▶ _WHAT IS REQUIRED_: Go through the material and pull out every line with the string "BTreeMap" in it.

▶ _RECORDS SUPPLIED_:
============
//! Typed document records and the labeled inputs of the three knowledge bases.
//!
//! Every record is validated where it is built. The index stores metadata
//! verbatim and never interprets it.

use std::collections::BTreeMap;
use std::fmt;

use serde::{Deserialize, Serialize};

use crate::collection::CollectionError;
use crate::vector::Distance;

/// Scalar metadata value attached to a document.
#[derive(Debug, Clone, PartialEq, Serialize, Deserialize)]
#[serde(untagged)]
pub enum MetadataValue {
    Bool(bool),
    Int(i64),
    Float(f64),
    Text(String),
}

impl MetadataValue {
    /// Returns the string content for text values.
    pub fn as_str(&self) -> Option<&str> {
        match self {
            MetadataValue::Text(s) => Some(s),
            _ => None,
        }
    }
}

impl fmt::Display for MetadataValue {
    fn fmt(&self, f: &mut fmt::Formatter<'_>) -> fmt::Result {
        match self {
            MetadataValue::Bool(b) => write!(f, "{b}"),
            MetadataValue::Int(i) => write!(f, "{i}"),
            MetadataValue::Float(x) => write!(f, "{x}"),
            MetadataValue::Text(s) => f.write_str(s),
        }
    }
}

impl From<&str> for MetadataValue {
    fn from(value: &str) -> Self {
        MetadataValue::Text(value.to_string())
    }
}

impl From<String> for MetadataValue {
    fn from(value: String) -> Self {
        MetadataValue::Text(value)
    }
}

impl From<i64> for MetadataValue {
    fn from(value: i64) -> Self {
        MetadataValue::Int(value)
    }
}

impl From<f64> for MetadataValue {
    fn from(value: f64) -> Self {
        MetadataValue::Float(value)
    }
}

impl From<bool> for MetadataValue {
    fn from(value: bool) -> Self {
        MetadataValue::Bool(value)
    }
}

/// Free-form key/value tags, ordered by key for stable snapshots.
pub type Metadata = BTreeMap<String, MetadataValue>;

/// Rejects values the JSON snapshot cannot round-trip.
///
/// `NaN` and infinities serialize as `null`, which would make the whole
/// snapshot unreadable on the next load.
pub fn validate_metadata(metadata: &Metadata) -> Result<(), CollectionError> {
    for (key, value) in metadata {
        if matches!(value, MetadataValue::Float(x) if !x.is_finite()) {
            return Err(CollectionError::InvalidMetadata {
                key: key.clone(),
                reason: "number is not finite",
            });
        }
    }
    Ok(())
}

/// The unit stored in a collection: text plus its metadata.
#[derive(Debug, Clone, PartialEq, Serialize, Deserialize)]
pub struct DocumentRecord {
    pub text: String,
    pub metadata: Metadata,
}

impl DocumentRecord {
    /// Builds a record, rejecting blank text.
    pub fn new(text: impl Into<String>, metadata: Metadata) -> Result<Self, CollectionError> {
        let text = text.into();
        require("text", &text)?;
        validate_metadata(&metadata)?;
        Ok(Self { text, metadata })
    }

    /// Looks up a text metadata field.
    pub fn meta_str(&self, key: &str) -> Option<&str> {
        self.metadata.get(key).and_then(MetadataValue::as_str)
    }
}

/// One search result: the stored record and its squared L2 distance.
#[derive(Debug, Clone, PartialEq, Serialize)]
pub struct SearchHit {
    #[serde(rename = "text")]
    pub document: String,
    pub metadata: Metadata,
    pub distance: Distance,
}

fn require(field: &'static str, value: &str) -> Result<(), CollectionError> {
    if value.trim().is_empty() {
        return Err(CollectionError::MissingField { field });
    }
    Ok(())
}

fn or_default(value: Option<String>, default: &str) -> MetadataValue {
    MetadataValue::Text(value.unwrap_or_else(|| default.to_string()))
}

/// A past question/answer pair used to imitate tone and style.
#[derive(Debug, Clone, PartialEq, Eq)]
pub struct StyleExample {
    query: String,
    response: String,
    language: Option<String>,
    country: Option<String>,
    program: Option<String>,
    tags: Option<String>,
}

impl StyleExample {
    pub fn new(query: impl Into<String>, response: impl Into<String>) -> Result<Self, CollectionError> {
        let query = query.into();
        let response = response.into();
        require("query", &query)?;
        require("response", &response)?;
        Ok(Self {
            query,
            response,
            language: None,
            country: None,
            program: None,
            tags: None,
        })
    }

    pub fn with_language(mut self, language: impl Into<String>) -> Self {
        self.language = Some(language.into());
        self
    }

    pub fn with_country(mut self, country: impl Into<String>) -> Self {
        self.country = Some(country.into());
        self
    }

    pub fn with_program(mut self, program: impl Into<String>) -> Self {
        self.program = Some(program.into());
        self
    }

    pub fn with_tags(mut self, tags: impl Into<String>) -> Self {
        self.tags = Some(tags.into());
        self
    }

    /// Renders the pair as one record labeled `historical_email`.
    pub fn into_record(self) -> DocumentRecord {
        let text = format!(
            "DOMANDA STUDENTE: {}\n\nRISPOSTA: {}",
            self.query, self.response
        );
        let mut metadata = Metadata::new();
        metadata.insert("type".into(), "historical_email".into());
        metadata.insert("language".into(), or_default(self.language, "unknown"));
        metadata.insert("country".into(), or_default(self.country, "unknown"));
        metadata.insert("program".into(), or_default(self.program, "unknown"));
        metadata.insert("tags".into(), or_default(self.tags, ""));
        DocumentRecord { text, metadata }
    }
}

/// An enrollment document; long content is chunked before indexing.
#[derive(Debug, Clone, PartialEq, Eq)]
pub struct FactDocument {
    content: String,
    title: Option<String>,
    document_type: Option<String>,
    country: Option<String>,
    program: Option<String>,
    language: Option<String>,
    priority: Option<String>,
}

impl FactDocument {
    pub fn new(content: impl Into<String>) -> Result<Self, CollectionError> {
        let content = content.into();
        require("content", &content)?;
        Ok(Self {
            content,
            title: None,
            document_type: None,
            country: None,
            program: None,
            language: None,
            priority: None,
        })
    }

    pub fn with_title(mut self, title: impl Into<String>) -> Self {
        self.title = Some(title.into());
        self
    }

    pub fn with_document_type(mut self, document_type: impl Into<String>) -> Self {
        self.document_type = Some(document_type.into());
        self
    }

    pub fn with_country(mut self, country: impl Into<String>) -> Self {
        self.country = Some(country.into());
        self
    }

    pub fn with_program(mut self, program: impl Into<String>) -> Self {
        self.program = Some(program.into());
        self
    }

    pub fn with_language(mut self, language: impl Into<String>) -> Self {
        self.language = Some(language.into());
        self
    }

    pub fn with_priority(mut self, priority: impl Into<String>) -> Self {
        self.priority = Some(priority.into());
        self
    }

    pub fn content(&self) -> &str {
        &self.content
    }

    /// Metadata shared by every chunk of this document.
    pub fn metadata(&self) -> Metadata {
        let mut metadata = Metadata::new();
        metadata.insert("type".into(), "enrollment_doc".into());
        metadata.insert("title".into(), or_default(self.title.clone(), "Untitled"));
        metadata.insert(
            "document_type".into(),
            or_default(self.document_type.clone(), "general"),
        );
        metadata.insert("country".into(), or_default(self.country.clone(), "ALL"));
        metadata.insert("program".into(), or_default(self.program.clone(), "ALL"));
        metadata.insert("language".into(), or_default(self.language.clone(), "it"));
        metadata.insert(
            "priority".into(),
            or_default(self.priority.clone(), "medium"),
        );
        metadata
    }
}

/// A known mistake and its fix, retrieved to keep drafts from repeating it.
#[derive(Debug, Clone, PartialEq, Eq)]
pub struct Correction {
    wrong_info: String,
    correct_info: String,
    context: Option<String>,
    title: Option<String>,
    category: Option<String>,
    priority: Option<String>,
}

impl Correction {
    pub fn new(
        wrong_info: impl Into<String>,
        correct_info: impl Into<String>,
    ) -> Result<Self, CollectionError> {
        let wrong_info = wrong_info.into();
        let correct_info = correct_info.into();
        require("wrong_info", &wrong_info)?;
        require("correct_info", &correct_info)?;
        Ok(Self {
            wrong_info,
            correct_info,
            context: None,
            title: None,
            category: None,
            priority: None,
        })
    }

    pub fn with_context(mut self, context: impl Into<String>) -> Self {
        self.context = Some(context.into());
        self
    }

    pub fn with_title(mut self, title: impl Into<String>) -> Self {
        self.title = Some(title.into());
        self
    }

    pub fn with_category(mut self, category: impl Into<String>) -> Self {
        self.category = Some(category.into());
        self
    }

    pub fn with_priority(mut self, priority: impl Into<String>) -> Self {
        self.priority = Some(priority.into());
        self
    }

    /// Renders the correction as one record labeled `correction`.
    pub fn into_record(self) -> DocumentRecord {
        let mut text = format!(
            "WRONG: {}\n\nCORRECT: {}",
            self.wrong_info, self.correct_info
        );
        if let Some(context) = self.context.as_deref().filter(|c| !c.trim().is_empty()) {
            text.push_str("\n\nCONTEXT: ");
            text.push_str(context);
        }

        let mut metadata = Metadata::new();
        metadata.insert("type".into(), "correction".into());
        metadata.insert("title".into(), or_default(self.title, "Correction"));
        metadata.insert("category".into(), or_default(self.category, "general"));
        metadata.insert("priority".into(), or_default(self.priority, "medium"));
        DocumentRecord { text, metadata }
    }
}
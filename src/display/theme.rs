//! Consistent color theme and styling for terminal output.

use console::Style;
use std::io::IsTerminal;
use std::sync::LazyLock;

/// Global theme instance for consistent styling across the application.
pub static THEME: LazyLock<Theme> = LazyLock::new(Theme::default);

/// Color theme for terminal output.
#[derive(Debug, Clone)]
pub struct Theme {
    /// Success/positive indicators
    pub success: Style,
    /// Error/failure indicators
    pub error: Style,
    /// Warning/caution indicators
    pub warning: Style,
    /// Headers and knowledge-base labels
    pub header: Style,
    /// Dimmed/secondary text
    pub dim: Style,
    /// File paths
    pub path: Style,
    /// Numbers, counts and distances
    pub number: Style,
}

impl Default for Theme {
    fn default() -> Self {
        Self {
            success: Style::new().green().bright(),
            error: Style::new().red().bright(),
            warning: Style::new().yellow().bright(),
            header: Style::new().cyan().bold(),
            dim: Style::new().dim(),
            path: Style::new().magenta(),
            number: Style::new().cyan(),
        }
    }
}

impl Theme {
    /// Format a success message with checkmark.
    pub fn success_with_icon(&self, text: &str) -> String {
        format!("{} {}", self.apply(&self.success, "✓"), self.apply(&self.success, text))
    }

    /// Format an error message with X mark.
    pub fn error_with_icon(&self, text: &str) -> String {
        format!("{} {}", self.apply(&self.error, "✗"), self.apply(&self.error, text))
    }

    /// Format a warning message with warning sign.
    pub fn warning_with_icon(&self, text: &str) -> String {
        format!("{} {}", self.apply(&self.warning, "⚠"), self.apply(&self.warning, text))
    }

    /// Check if color output should be disabled.
    pub fn should_disable_colors() -> bool {
        std::env::var("NO_COLOR").is_ok() || !std::io::stdout().is_terminal()
    }

    /// Apply theme styling conditionally based on terminal support.
    pub fn apply<T: std::fmt::Display>(&self, style: &Style, text: T) -> String {
        if Self::should_disable_colors() {
            text.to_string()
        } else {
            style.apply_to(text).to_string()
        }
    }
}
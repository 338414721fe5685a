//! Error types and handling
//!
//! The public error taxonomy of the recorder, plus the shape errors take when
//! they are handed to a UI layer.

use crate::capture::CaptureError;
use crate::export::MergeError;
use crate::recorder::writer::SinkError;
use serde::{Deserialize, Serialize};
use thiserror::Error;

/// Recorder-wide error type
#[derive(Error, Debug)]
pub enum RecorderError {
    /// Recording could not be set up; the session stays idle
    #[error("Setup error: {0}")]
    Setup(String),

    #[error("Permission denied: {0}")]
    PermissionDenied(String),

    #[error("Already recording")]
    AlreadyRecording,

    #[error("Capture error: {0}")]
    Capture(#[from] CaptureError),

    #[error("Writer error: {0}")]
    Writer(#[from] SinkError),

    #[error("Merge error: {0}")]
    Merge(#[from] MergeError),

    #[error("IO error: {0}")]
    Io(#[from] std::io::Error),

    #[error("Configuration error: {0}")]
    Config(String),

    /// The session task is gone (runtime shut down)
    #[error("Recording session is no longer running")]
    SessionClosed,
}

impl RecorderError {
    /// Stable error code for the UI layer
    pub fn code(&self) -> &'static str {
        match self {
            RecorderError::Setup(_) => "SETUP_ERROR",
            RecorderError::PermissionDenied(_) => "PERMISSION_DENIED",
            RecorderError::AlreadyRecording => "ALREADY_RECORDING",
            RecorderError::Capture(_) => "CAPTURE_ERROR",
            RecorderError::Writer(_) => "WRITER_ERROR",
            RecorderError::Merge(_) => "MERGE_ERROR",
            RecorderError::Io(_) => "IO_ERROR",
            RecorderError::Config(_) => "CONFIG_ERROR",
            RecorderError::SessionClosed => "SESSION_CLOSED",
        }
    }
}

/// Error response for frontend
#[derive(Debug, Clone, PartialEq, Eq, Serialize, Deserialize)]
pub struct ErrorResponse {
    pub code: String,
    pub message: String,
}

impl From<RecorderError> for ErrorResponse {
    fn from(error: RecorderError) -> Self {
        ErrorResponse {
            code: error.code().to_string(),
            message: error.to_string(),
        }
    }
}

/// Result type alias using RecorderError
pub type RecorderResult<T> = Result<T, RecorderError>;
============
▶ _WRITTEN RESPONSE_:
use std::collections::BTreeMap;
pub type Metadata = BTreeMap<String, MetadataValue>;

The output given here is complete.